School of Computer and Information Engineering, Chuzhou University, Chuzhou, China.
Comput Biol Med. 2017 Feb 1;81:11-23. doi: 10.1016/j.compbiomed.2016.12.002. Epub 2016 Dec 5.
Gene selection seeks to find a small subset of discriminant genes from the gene expression profiles. Current gene selection methods such as wrapper-based models mainly address the issue of obtaining high-quality gene subsets. However, they are considerably time consuming, due to the existence of irrelevant and redundant genes. In this study, we present an improved wrapper-based gene selection method by introducing the Markov blanket technique to reduce the required wrapper evaluation time. In addition, our method can identify targeting genes while eliminating redundant ones in an efficient way. We use ten publicly available microarray datasets to evaluate the proposed method. The results show that our method can handle gene selection effectively. Our experimental results also show that wrapper-based method combined with the Markov blanket outperforms other competing methods in terms of classification accuracy and time/space complexity.

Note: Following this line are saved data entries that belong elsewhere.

impl TriggerResponse {
    pub fn into_outcome(self) -> TransportResult<TriggerOutcome> {
        if is_soft_error(self.status.as_deref()) {
            return Err(TransportError::Rejected(
                self.message
                    .unwrap_or_else(|| "Could not trigger emergency.".to_string()),
            ));
        }
        let id = self
            .emergency_id
            .filter(|id| !id.trim().is_empty())
            .ok_or_else(|| TransportError::InvalidResponse("missing emergency_id".into()))?;

        // An explicit flag wins; the id prefix is what older backends send.
        let confirmed = self
            .delivery_confirmed
            .unwrap_or_else(|| !id.starts_with(STUB_ID_PREFIX));
        let delivery_warning = if !confirmed {
            Some(DeliveryWarning::NotRecordedForRealtime)
        } else if self.caregivers_notified == Some(0) {
            Some(DeliveryWarning::NoRespondersNotified)
        } else {
            None
        };

        Ok(TriggerOutcome {
            emergency_id: EmergencyId::new(id),
            caregivers_notified: self.caregivers_notified,
            delivery_warning,
            message: self.message,
        })
    }
}

#[derive(Debug, Clone, Deserialize)]
pub struct ActionResponse {
    #[serde(default)]
    pub status: Option<String>,
    #[serde(default)]
    pub message: Option<String>,
}

impl ActionResponse {
    pub fn into_result(self, what: &str) -> TransportResult<Option<String>> {
        if is_soft_error(self.status.as_deref()) {
            return Err(TransportError::Rejected(
                self.message
                    .unwrap_or_else(|| format!("Could not {what} emergency.")),
            ));
        }
        Ok(self.message)
    }
}

fn is_soft_error(status: Option<&str>) -> bool {
    status.is_some_and(|s| s.eq_ignore_ascii_case("error"))
}

/// What the server currently believes about an alert.
#[derive(Debug, Clone, PartialEq, Default)]
pub struct StatusReport {
    /// `None` when the server has no information (`"unknown"` or unrecognised).
    pub status: Option<EmergencyStatus>,
    pub responding_party: Option<PartyInfo>,
    pub care_recipient: Option<PartyInfo>,
    pub location: Option<AlertLocation>,
    pub message: Option<String>,
}

#[derive(Debug, Clone, Deserialize)]
pub struct StatusResponse {
    #[serde(default)]
    pub status: Option<String>,
    #[serde(default)]
    pub message: Option<String>,
    #[serde(default)]
    pub caregiver: Option<PartyInfo>,
    #[serde(default)]
    pub care_recipient: Option<PartyInfo>,
    #[serde(default)]
    pub location: Option<Value>,
}

impl From<StatusResponse> for StatusReport {
    fn from(r: StatusResponse) -> Self {
        Self {
            status: r.status.as_deref().and_then(EmergencyStatus::parse),
            responding_party: r.caregiver,
            care_recipient: r.care_recipient,
            location: r
                .location
                .as_ref()
                .and_then(Value::as_object)
                .and_then(location_from_map),
            message: r.message,
        }
    }
}

#[async_trait]
pub trait AlertTransport: Send + Sync {
    async fn trigger(&self, location: &AlertLocation) -> TransportResult<TriggerOutcome>;
    async fn status(&self, id: &EmergencyId) -> TransportResult<StatusReport>;
    async fn acknowledge(&self, id: &EmergencyId) -> TransportResult<()>;
    async fn resolve(&self, id: &EmergencyId) -> TransportResult<()>;
}

#[async_trait]
pub trait NotificationTransport: Send + Sync {
    async fn mark_read(&self, id: &NotificationId) -> TransportResult<()>;
}

// ============================================================================
// Booking contract
// ============================================================================

/// Answer a caregiver gives to a booking request.
#[derive(Debug, Clone, Copy, PartialEq, Eq, Serialize, Deserialize)]
#[serde(rename_all = "snake_case")]
pub enum BookingResponseKind {
    Accepted,
    Rejected,
}

#[derive(Debug, Clone, Deserialize)]
pub struct BookingDto {
    pub id: String,
    pub status: String,
    #[serde(default)]
    pub care_recipient_id: Option<String>,
    #[serde(default)]
    pub caregiver_id: Option<String>,
    #[serde(default, alias = "scheduled_date")]
    pub scheduled_at: Option<String>,
    #[serde(default)]
    pub duration_hours: Option<f64>,
    #[serde(default)]
    pub video_call_request_id: Option<String>,
    #[serde(default)]
    pub chat_session_id: Option<String>,
    #[serde(default)]
    pub cancellation_reason: Option<String>,
    #[serde(default)]
    pub rejection_reason: Option<String>,
    #[serde(default)]
    pub updated_at: Option<String>,
}

impl TryFrom<BookingDto> for Booking {
    type Error = TransportError;

    fn try_from(dto: BookingDto) -> Result<Self, Self::Error> {
        let status = BookingStatus::parse(&dto.status).ok_or_else(|| {
            TransportError::InvalidResponse(format!("unknown booking status '{}'", dto.status))
        })?;
        Ok(Booking {
            id: BookingId::new(dto.id),
            status,
            caregiver_id: dto.caregiver_id.map(UserId::new),
            care_recipient_id: UserId::new(dto.care_recipient_id.unwrap_or_default()),
            scheduled_at: dto.scheduled_at.unwrap_or_default(),
            duration_hours: dto.duration_hours.unwrap_or(0.0),
            video_call_request_id: dto.video_call_request_id.map(VideoCallId::new),
            chat_session_id: dto.chat_session_id.map(ChatSessionId::new),
            cancellation_reason: dto.cancellation_reason.or(dto.rejection_reason),
            updated_at: dto.updated_at,
        })
    }
}

#[derive(Debug, Clone, Deserialize)]
pub struct HistoryDto {
    #[serde(default)]
    pub previous_status: Option<String>,
    pub new_status: String,
    #[serde(default)]
    pub changed_by: Option<String>,
    #[serde(default)]
    pub reason: Option<String>,
    #[serde(default)]
    pub created_at: Option<String>,
}

impl TryFrom<HistoryDto> for BookingHistoryEntry {
    type Error = TransportError;

    fn try_from(dto: HistoryDto) -> Result<Self, Self::Error> {
        let new_status = BookingStatus::parse(&dto.new_status).ok_or_else(|| {
            TransportError::InvalidResponse(format!("unknown status '{}'", dto.new_status))
        })?;
        Ok(BookingHistoryEntry {
            previous_status: dto.previous_status.as_deref().and_then(BookingStatus::parse),
            new_status,
            changed_by: dto.changed_by.map(UserId::new),
            reason: dto.reason,
            created_at: dto.created_at,
        })
    }
}

#[async_trait]
pub trait BookingTransport: Send + Sync {
    async fn get(&self, id: &BookingId) -> TransportResult<Booking>;
    async fn respond(
        &self,
        id: &BookingId,
        response: BookingResponseKind,
        reason: Option<&str>,
    ) -> TransportResult<Booking>;
    async fn update_status(
        &self,
        id: &BookingId,
        status: BookingStatus,
        reason: Option<&str>,
    ) -> TransportResult<Booking>;
    async fn complete(&self, id: &BookingId) -> TransportResult<Booking>;
    async fn cancel(&self, id: &BookingId, reason: Option<&str>) -> TransportResult<Booking>;
    async fn history(&self, id: &BookingId) -> TransportResult<Vec<BookingHistoryEntry>>;
}

// ============================================================================
// HTTP implementation
// ============================================================================

#[derive(Debug, Clone, Error, PartialEq, Eq)]
pub enum TransportConfigError {
    #[error("invalid base URL: {0}")]
    BaseUrl(String),
    #[error("request_timeout_ms must be between 1 and 300000")]
    Timeout,
}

基因选择旨在从基因表达谱中找到一小部分具有判别能力的基因。当前的基因选择方法,如基于包装器的模型,主要解决的是获得高质量基因子集的问题。然而,由于存在不相关和冗余的基因,这些方法相当耗时。在本研究中,我们通过引入马尔可夫毯技术来减少所需的包装器评估时间,提出了一种改进的基于包装器的基因选择方法。此外,我们的方法可以在有效消除冗余基因的同时识别靶向基因。我们使用十个公开可用的微阵列数据集来评估所提出的方法。结果表明,我们的方法能够有效地处理基因选择问题。我们的实验结果还表明,基于包装器的方法与马尔可夫毯相结合,在分类准确性和时间/空间复杂度方面优于其他竞争方法。